Negli ultimi 10 anni si è accentuato di molto il fenomeno dell’immigrazione che via via è diventato sempre più difficile da contenere e da controllare e con esso sono aumentate in maniera esponenziale anche le difficoltà di convivenza tra le persone che arrivano nel nostro paese provenienti da contesti culturali molto diversi dal nostro con cui ci troviamo a fare i conti giorno dopo giorno nella quotidianità del rapportarsi su un territorio comune.

E’ chiaro che queste difficoltà vanno analizzate ed osservate nell’ottica di entrambe le parti per cercare di comprendere quali fattori incidono in modo così forte da dare vita spesso a fenomeni di ordine pubblico e di violenza che svelano solamente la punta dell’iceberg di un problema che ha invece una base molto più profonda, trascurata per anni.

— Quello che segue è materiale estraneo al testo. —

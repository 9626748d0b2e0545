use creg_blob::BlobError;
use creg_index::IndexError;
use creg_ledger::LedgerError;
use creg_types::CertificateId;
use thiserror::Error;

/// Why an issuance failed.
#[derive(Debug, Error)]
pub enum IssueError {
    /// The request is missing something the registry needs.
    #[error("invalid request: {0}")]
    InvalidRequest(String),

    /// A certificate already exists under the derived id. Nothing was
    /// written to the ledger; the uploaded blob is left unreferenced.
    #[error("certificate {0} already issued")]
    Duplicate(CertificateId),

    /// The payload could not be stored. No ledger state was touched.
    #[error("blob store error: {0}")]
    Store(#[from] BlobError),

    #[error("ledger error: {0}")]
    Ledger(LedgerError),

    /// The record is durable in the ledger but the student index could not
    /// be updated. `rebuild_index` repairs this.
    #[error("certificate {id} stored but index append failed: {source}")]
    IndexAppend {
        id: CertificateId,
        #[source]
        source: IndexError,
    },
}

impl From<LedgerError> for IssueError {
    fn from(err: LedgerError) -> Self {
        match err {
            LedgerError::DuplicateId(id) => IssueError::Duplicate(id),
            err @ LedgerError::RecordTooLarge { .. } => IssueError::InvalidRequest(err.to_string()),
            other => IssueError::Ledger(other),
        }
    }
}

/// Errors from registry queries and maintenance.
#[derive(Debug, Error)]
pub enum EngineError {
    /// The student index points at an id the ledger does not hold. This is
    /// data corruption, not ordinary absence.
    #[error("consistency violation: index entry {id} for student {student_id} is not in the ledger")]
    ConsistencyViolation {
        student_id: String,
        id: CertificateId,
    },

    /// No certificate is stored under the id.
    #[error("unknown certificate: {0}")]
    UnknownCertificate(CertificateId),

    #[error("ledger error: {0}")]
    Ledger(#[from] LedgerError),

    #[error("index error: {0}")]
    Index(#[from] IndexError),

    #[error("blob store error: {0}")]
    Blob(#[from] BlobError),

    #[error("configuration error: {0}")]
    Config(String),
}

pub type EngineResult<T> = Result<T, EngineError>;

Da un lato ci sono gli extracomunitari che giungono nel nostro paese troppo spesso abbagliati dal sogno e dalla speranza di una ricchezza facile e a portata di mano; credono di poter finalmente avere quelle opportunità che, per ovvie ragioni, sono mancante nel loro paese. Queste persone si trovano a far i conti con difficoltà di integrazione, di lingua, di abitudini e di comportamenti; spesso non trovano un lavoro dignitoso e incontrano invece diffidenza, distacco e sfruttamento ed hanno più probabilità di finire in contesti di illegalità che non di entrare in un circuito di stabilità e di integrazione; si tratta di persone che hanno lasciato la famiglia, la loro patria nella speranza di trovare una situazione più accettabile che possa consentire un giorno il loro riavvicinamento e che, nel frattempo, si muovono in una situazione ghettizzante e rifiutante.

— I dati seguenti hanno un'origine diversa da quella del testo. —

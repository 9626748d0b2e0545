use creg_types::BlobRef;

/// Errors from blob store operations.
#[derive(Debug, thiserror::Error)]
pub enum BlobError {
    /// The store could not accept or serve the request (transport fault,
    /// timeout, full disk, poisoned lock).
    #[error("blob store failure: {0}")]
    StoreFailure(String),

    /// No payload is held under the reference.
    #[error("blob not found: {0}")]
    NotFound(BlobRef),

    /// Stored bytes no longer hash to their reference (data corruption).
    #[error("hash mismatch for {blob_ref}: computed {computed}")]
    HashMismatch { blob_ref: BlobRef, computed: String },

    /// Zero-length payloads are never stored.
    #[error("refusing to store an empty payload")]
    EmptyPayload,

    /// I/O error from the underlying storage backend.
    #[error("I/O error: {0}")]
    Io(#[from] std::io::Error),
}

impl BlobError {
    pub fn is_not_found(&self) -> bool {
        matches!(self, BlobError::NotFound(_))
    }
}

/// Result alias for blob store operations.
pub type BlobResult<T> = Result<T, BlobError>;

Dall’altro lato ci sono gli italiani che ovviamente hanno nella loro memoria vissuti, luoghi e radici che testimoniano il loro sviluppo e le loro conquiste che, in questo delicato momento storico, sembrano essere messe totalmente in discussione dall’immissione di culture profondamente diverse, magari anche aggressive che producono un’evidente sensazione di perdita di possesso sui luoghi, sulle memorie e soprattutto sulle zone centrali delle città che, simbolicamente possono rappresentare il cuore della nostra cultura, quella parte che tiene i contatti con la nostra “anima”, la parte più profonda che ha memoria del nostro passato e che, adesso, sembra essere profanata dai troppi negozi che vendono cibi e manifatture straniere e da persone che vagano e che si assembrano lasciando bottiglie e rifiuti, a disprezzo della nostra anima.
Questa situazione che è sotto gli occhi di tutti viene vissuta come un lento e graduale smarrimento di contatto con il nostro territorio producendo un forte senso di sradicamento, qualcosa che svuota e lascia senza la possibilità di poter mantenere quel senso di appartenenza e di attaccamento senza il quale non si possono sviluppare fiducia, sicurezza e autonutrimento.

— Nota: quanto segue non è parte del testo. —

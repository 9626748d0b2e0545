use std::fs::{self, File, OpenOptions};
use std::io::{Read, Write};
use std::path::{Path, PathBuf};
use std::sync::{Mutex, RwLock};

use creg_types::{CertificateId, CertificateRecord};
use tracing::{debug, info, warn};

use crate::error::{LedgerError, LedgerResult};
use crate::memory::LedgerState;
use crate::traits::CertificateLedger;

/// Header size: 4 bytes length + 4 bytes CRC.
const HEADER_SIZE: usize = 8;

/// Upper bound on a single encoded record. Inserts above it are refused;
/// replay treats a larger frame as corruption.
pub const MAX_RECORD_LEN: u32 = 1024 * 1024;

/// Flush/sync strategy for ledger appends.
#[derive(Clone, Copy, Debug, Default, PartialEq, Eq)]
pub enum SyncMode {
    /// `fsync` after every insert. A successful insert survives power loss.
    #[default]
    EveryWrite,
    /// Rely on OS page-cache buffering (fastest, least durable).
    OsDefault,
}

/// Configuration for a [`WalLedger`].
#[derive(Clone, Debug, Default)]
pub struct WalConfig {
    pub sync_mode: SyncMode,
}

struct WalWriter {
    file: File,
    /// End of the last complete frame.
    offset: u64,
}

/// Durable ledger backed by an append-only log.
///
/// On-disk format, one frame per record:
/// ```text
/// [4 bytes: payload length (little-endian u32)]
/// [4 bytes: CRC32 of payload (little-endian u32)]
/// [N bytes: payload (bincode-serialized CertificateRecord)]
/// ```
///
/// The full log is replayed into memory on [`open`](Self::open). A torn
/// final frame (crash mid-append) is truncated away; damage anywhere else,
/// or a repeated id, is reported as [`LedgerError::Corrupt`].
///
/// Inserts hold the writer mutex across the duplicate check, the append,
/// and the in-memory publish. Readers only take the state read lock, so
/// they never wait on disk I/O.
pub struct WalLedger {
    path: PathBuf,
    config: WalConfig,
    writer: Mutex<WalWriter>,
    state: RwLock<LedgerState>,
}

impl WalLedger {
    /// Open (or create) a ledger log at `path` and replay it.
    pub fn open(path: &Path, config: WalConfig) -> LedgerResult<Self> {
        if let Some(parent) = path.parent() {
            fs::create_dir_all(parent)?;
        }

        let mut file = OpenOptions::new()
            .create(true)
            .read(true)
            .append(true)
            .open(path)?;

        let mut bytes = Vec::new();
        file.read_to_end(&mut bytes)?;

        let (state, good_len) = replay(&bytes)?;
        if good_len < bytes.len() as u64 {
            warn!(
                path = %path.display(),
                discarded = bytes.len() as u64 - good_len,
                "torn ledger tail; truncating"
            );
            file.set_len(good_len)?;
            file.sync_all()?;
        }

        info!(path = %path.display(), records = state.len(), "ledger log replayed");
        Ok(Self {
            path: path.to_path_buf(),
            config,
            writer: Mutex::new(WalWriter {
                file,
                offset: good_len,
            }),
            state: RwLock::new(state),
        })
    }

    pub fn path(&self) -> &Path {
        &self.path
    }

    /// Byte length of the committed log.
    pub fn offset(&self) -> LedgerResult<u64> {
        Ok(self.writer.lock().map_err(|_| LedgerError::Poisoned)?.offset)
    }

    fn append_frame(&self, w: &mut WalWriter, payload: &[u8]) -> LedgerResult<()> {
        let len = u32::try_from(payload.len())
            .ok()
            .filter(|len| *len <= MAX_RECORD_LEN)
            .ok_or(LedgerError::RecordTooLarge {
                len: payload.len(),
                limit: MAX_RECORD_LEN as usize,
            })?;
        let mut frame = Vec::with_capacity(HEADER_SIZE + payload.len());
        frame.extend_from_slice(&len.to_le_bytes());
        frame.extend_from_slice(&crc32fast::hash(payload).to_le_bytes());
        frame.extend_from_slice(payload);

        let written = w.file.write_all(&frame).and_then(|()| {
            if self.config.sync_mode == SyncMode::EveryWrite {
                w.file.sync_data()
            } else {
                Ok(())
            }
        });

        if let Err(e) = written {
            // Drop whatever part of the frame made it out so the next append
            // does not land behind garbage.
            if let Err(trunc) = w.file.set_len(w.offset) {
                warn!(error = %trunc, "failed to roll back partial ledger frame");
            }
            return Err(e.into());
        }

        w.offset += frame.len() as u64;
        Ok(())
    }
}

/// Decode every complete frame. Returns the state and the byte length of
/// the valid prefix.
fn replay(bytes: &[u8]) -> LedgerResult<(LedgerState, u64)> {
    let mut state = LedgerState::default();
    let len = bytes.len();
    let mut offset = 0usize;

    while offset < len {
        if offset + HEADER_SIZE > len {
            break;
        }
        let header = &bytes[offset..offset + HEADER_SIZE];
        let length = u32::from_le_bytes([header[0], header[1], header[2], header[3]]);
        let expected_crc = u32::from_le_bytes([header[4], header[5], header[6], header[7]]);

        if length == 0 || length > MAX_RECORD_LEN {
            return Err(LedgerError::Corrupt {
                offset: offset as u64,
                reason: format!("invalid frame length {length}"),
            });
        }

        let end = offset + HEADER_SIZE + length as usize;
        if end > len {
            break;
        }

        let payload = &bytes[offset + HEADER_SIZE..end];
        if crc32fast::hash(payload) != expected_crc {
            if end == len {
                // Last frame, partially persisted.
                break;
            }
            return Err(LedgerError::Corrupt {
                offset: offset as u64,
                reason: "CRC mismatch".into(),
            });
        }

        let record: CertificateRecord =
            bincode::deserialize(payload).map_err(|e| LedgerError::Corrupt {
                offset: offset as u64,
                reason: format!("undecodable record: {e}"),
            })?;
        state.insert(record).map_err(|e| LedgerError::Corrupt {
            offset: offset as u64,
            reason: e.to_string(),
        })?;

        offset = end;
    }

    debug!(recovered = state.len(), valid_bytes = offset, "ledger replay complete");
    Ok((state, offset as u64))
}

impl CertificateLedger for WalLedger {
    fn insert(&self, record: CertificateRecord) -> LedgerResult<()> {
        let mut w = self.writer.lock().map_err(|_| LedgerError::Poisoned)?;

        if self.contains(&record.id)? {
            return Err(LedgerError::DuplicateId(record.id));
        }

        let payload =
            bincode::serialize(&record).map_err(|e| LedgerError::Serialization(e.to_string()))?;
        let id = record.id;
        self.append_frame(&mut w, &payload)?;

        let mut state = self.state.write().map_err(|_| LedgerError::Poisoned)?;
        state.insert(record)?;
        debug!(id = %id.short_id(), offset = w.offset, "certificate appended to ledger log");
        Ok(())
    }

    fn get(&self, id: &CertificateId) -> LedgerResult<Option<CertificateRecord>> {
        let state = self.state.read().map_err(|_| LedgerError::Poisoned)?;
        Ok(state.get(id))
    }

    fn contains(&self, id: &CertificateId) -> LedgerResult<bool> {
        let state = self.state.read().map_err(|_| LedgerError::Poisoned)?;
        Ok(state.contains(id))
    }

    fn len(&self) -> LedgerResult<usize> {
        let state = self.state.read().map_err(|_| LedgerError::Poisoned)?;
        Ok(state.len())
    }

    fn records(&self) -> LedgerResult<Vec<CertificateRecord>> {
        let state = self.state.read().map_err(|_| LedgerError::Poisoned)?;
        Ok(state.records())
    }
}

impl std::fmt::Debug for WalLedger {
    fn fmt(&self, f: &mut std::fmt::Formatter<'_>) -> std::fmt::Result {
        f.debug_struct("WalLedger")
            .field("path", &self.path)
            .field("record_count", &self.len().unwrap_or(0))
            .finish()
    }
}

#[cfg(test)]
mod tests {
    use super::*;
    use creg_types::{BlobRef, IssueRequest, IssuedAt};
    use std::sync::Arc;
    use std::thread;

    fn record(student: &str, millis: u64) -> CertificateRecord {
        let at = IssuedAt::from_millis(millis);
        IssueRequest::new(student, "Computer Science")
            .with_student_name("John Doe")
            .with_grade("A")
            .with_issuer("0xABC")
            .into_record(
                creg_crypto::derive(student, "Computer Science", at),
                BlobRef::new("blob-ref"),
                at,
            )
    }

    fn open(path: &Path) -> WalLedger {
        WalLedger::open(path, WalConfig::default()).unwrap()
    }

    #[test]
    fn insert_survives_reopen() {
        let dir = tempfile::tempdir().unwrap();
        let path = dir.path().join("ledger.wal");
        let a = record("ST1", 1);
        let b = record("ST2", 2);
        {
            let ledger = open(&path);
            ledger.insert(a.clone()).unwrap();
            ledger.insert(b.clone()).unwrap();
        }

        let reopened = open(&path);
        assert_eq!(reopened.len().unwrap(), 2);
        assert_eq!(reopened.get(&a.id).unwrap(), Some(a.clone()));
        assert_eq!(reopened.records().unwrap(), vec![a, b]);
    }

    #[test]
    fn duplicate_rejected_across_reopen() {
        let dir = tempfile::tempdir().unwrap();
        let path = dir.path().join("ledger.wal");
        let rec = record("ST1", 1);
        open(&path).insert(rec.clone()).unwrap();

        let reopened = open(&path);
        let before = reopened.offset().unwrap();
        assert_eq!(
            reopened.insert(rec.clone()),
            Err(LedgerError::DuplicateId(rec.id))
        );
        assert_eq!(reopened.offset().unwrap(), before);
    }

    #[test]
    fn oversized_record_refused_and_log_stays_openable() {
        let dir = tempfile::tempdir().unwrap();
        let path = dir.path().join("ledger.wal");
        let ok = record("ST1", 1);
        let mut big = record("ST2", 2);
        big.course = "x".repeat(2 * MAX_RECORD_LEN as usize);
        {
            let ledger = open(&path);
            ledger.insert(ok.clone()).unwrap();
            let before = ledger.offset().unwrap();
            assert!(matches!(
                ledger.insert(big.clone()),
                Err(LedgerError::RecordTooLarge { limit, .. }) if limit == MAX_RECORD_LEN as usize
            ));
            assert_eq!(ledger.offset().unwrap(), before);
            assert!(!ledger.contains(&big.id).unwrap());
        }

        let reopened = open(&path);
        assert_eq!(reopened.records().unwrap(), vec![ok]);
    }

    #[test]
    fn torn_tail_is_truncated() {
        let dir = tempfile::tempdir().unwrap();
        let path = dir.path().join("ledger.wal");
        let good = record("ST1", 1);
        open(&path).insert(good.clone()).unwrap();
        let good_len = fs::metadata(&path).unwrap().len();

        // Half a frame: header claims 200 bytes, only 10 follow.
        let mut f = OpenOptions::new().append(true).open(&path).unwrap();
        f.write_all(&200u32.to_le_bytes()).unwrap();
        f.write_all(&0u32.to_le_bytes()).unwrap();
        f.write_all(&[0xAB; 10]).unwrap();
        drop(f);

        let ledger = open(&path);
        assert_eq!(ledger.len().unwrap(), 1);
        assert_eq!(fs::metadata(&path).unwrap().len(), good_len);

        let next = record("ST2", 2);
        ledger.insert(next.clone()).unwrap();
        drop(ledger);
        assert_eq!(open(&path).records().unwrap(), vec![good, next]);
    }

    #[test]
    fn bad_crc_on_last_frame_is_treated_as_torn() {
        let dir = tempfile::tempdir().unwrap();
        let path = dir.path().join("ledger.wal");
        let ledger = open(&path);
        ledger.insert(record("ST1", 1)).unwrap();
        let first_len = ledger.offset().unwrap();
        ledger.insert(record("ST2", 2)).unwrap();
        drop(ledger);

        let mut bytes = fs::read(&path).unwrap();
        let last = bytes.len() - 1;
        bytes[last] ^= 0xFF;
        fs::write(&path, &bytes).unwrap();

        let ledger = open(&path);
        assert_eq!(ledger.len().unwrap(), 1);
        assert_eq!(ledger.offset().unwrap(), first_len);
    }

    #[test]
    fn damage_before_the_tail_is_corruption() {
        let dir = tempfile::tempdir().unwrap();
        let path = dir.path().join("ledger.wal");
        let ledger = open(&path);
        ledger.insert(record("ST1", 1)).unwrap();
        ledger.insert(record("ST2", 2)).unwrap();
        drop(ledger);

        let mut bytes = fs::read(&path).unwrap();
        bytes[HEADER_SIZE + 1] ^= 0xFF;
        fs::write(&path, &bytes).unwrap();

        assert!(matches!(
            WalLedger::open(&path, WalConfig::default()),
            Err(LedgerError::Corrupt { offset: 0, .. })
        ));
    }

    #[test]
    fn repeated_id_in_log_is_corruption() {
        let dir = tempfile::tempdir().unwrap();
        let path = dir.path().join("ledger.wal");
        let ledger = open(&path);
        ledger.insert(record("ST1", 1)).unwrap();
        drop(ledger);

        let mut bytes = fs::read(&path).unwrap();
        let frame = bytes.clone();
        bytes.extend_from_slice(&frame);
        fs::write(&path, &bytes).unwrap();

        let err = WalLedger::open(&path, WalConfig::default()).unwrap_err();
        assert!(matches!(err, LedgerError::Corrupt { .. }));
    }

    #[test]
    fn concurrent_duplicate_inserts_admit_exactly_one() {
        let dir = tempfile::tempdir().unwrap();
        let path = dir.path().join("ledger.wal");
        let ledger = Arc::new(
            WalLedger::open(
                &path,
                WalConfig {
                    sync_mode: SyncMode::OsDefault,
                },
            )
            .unwrap(),
        );
        let rec = record("ST1", 42);

        let handles: Vec<_> = (0..8)
            .map(|_| {
                let ledger = Arc::clone(&ledger);
                let rec = rec.clone();
                thread::spawn(move || ledger.insert(rec))
            })
            .collect();

        let results: Vec<_> = handles
            .into_iter()
            .map(|h| h.join().expect("thread should not panic"))
            .collect();
        assert_eq!(results.iter().filter(|r| r.is_ok()).count(), 1);
        assert!(results
            .iter()
            .filter_map(|r| r.as_ref().err())
            .all(|e| *e == LedgerError::DuplicateId(rec.id)));
        drop(ledger);

        assert_eq!(open(&path).len().unwrap(), 1);
    }

    #[test]
    fn open_creates_parent_directories() {
        let dir = tempfile::tempdir().unwrap();
        let path = dir.path().join("nested/data/ledger.wal");
        let ledger = open(&path);
        assert!(ledger.is_empty().unwrap());
        assert!(path.exists());
    }
}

In questo contesto spesso esplodono le reciproche rabbie inconsce che si sono stipate nella psiche alimentate da un lato dalla paura di cedere troppo della nostra “identità”, senza la quale non ci potrà essere vita e continuità e, dall’altro, da quella di non riuscire a “farsi riconoscere e ad avere una dignità” , senza le quali non si riesce a sentirsi neppure “persone”.

Le neuro-scienze hanno dimostrato che la cultura, l’ambiente (per intenderci la casa seconda parlando in termini astrologici) sono il nostro punto di forza, è da lì che prendiamo sostanza ed è da lì che i nostri neuroni, le nostre sinapsi e il nostro cervello attivano tutti quei potenziali che avvizzirebbero senza l’incontro con questo miracolo.

E’ la cultura che permette all’uomo di elaborare strategie di sopravvivenza e di risoluzione dei problemi, ma è anche la cultura che possiede gli strumenti per integrare, per fare base comune e trovare “casa comune” il che significa che la cultura non è statica, ma proprio perché è vitale e capace di nutrire, è qualcosa che è in continuo mutamento e passa attraverso crisi, cambiamenti e a volte anche attraverso traumi che giungono sotto forma di incontro – scontro con altre culture; queste fasi che su periodi lunghi sono sicuramente salutari e rivitalizzanti, sono invece difficilissime, cariche di tensione e di sofferenza nei momenti in cui prendono il via.

Oggi più che mai i cambiamenti avvengono anche troppo rapidamente – sono infatti affidati ai tre pianeti lenti Urano – Nettuno e Plutone che in pochi anni hanno rivoluzionato il mondo e, se da un lato essi sono perfettamente in sintonia con lo “spirito dei tempi” che è quello di integrazione, di apertura e di superamento delle barriere e delle differenze, dall’altro portano venti anticipatori di energie transpersonali che si mostrano terribilmente ostiche sul piano individuale dove la sfida viene posta sull’ identità personale e culturale.

Certo, ora stiamo pagando il fatto di non aver fatto delle scelte oculate quando eravamo nel pieno del boom economico; allora abbiamo agito egoisticamente e spesso dissennatamente senza mai riflettere, senza interrogarci sul futuro e senza pensare a cosa sarebbe accaduto e a come avremmo fronteggiato l’emergenza.

Ora siamo in piena emergenza e in questa fase siamo tutti insicuri e pertanto carichi di paure e di sensazioni di provvisorietà. Le quadrature di Nettuno al segno del Toro simboleggiano il senso di inquietudine, l’ansia, lo smarrimento e la percezione di nebulosità che sembra coprire il futuro, ma spesso anche la coscienza; indicano però che il processo è avviato e che dovremo trovare un modo per convivere con queste novità e con le differenze culturali.

Non possiamo far altro che sperare che dopo lo scontro possa avvenire anche l’incontro e che questo dia vita ad una nuova fase di sicurezza in cui anche la consapevolezza abbia reso tutti un po’ più ricchi.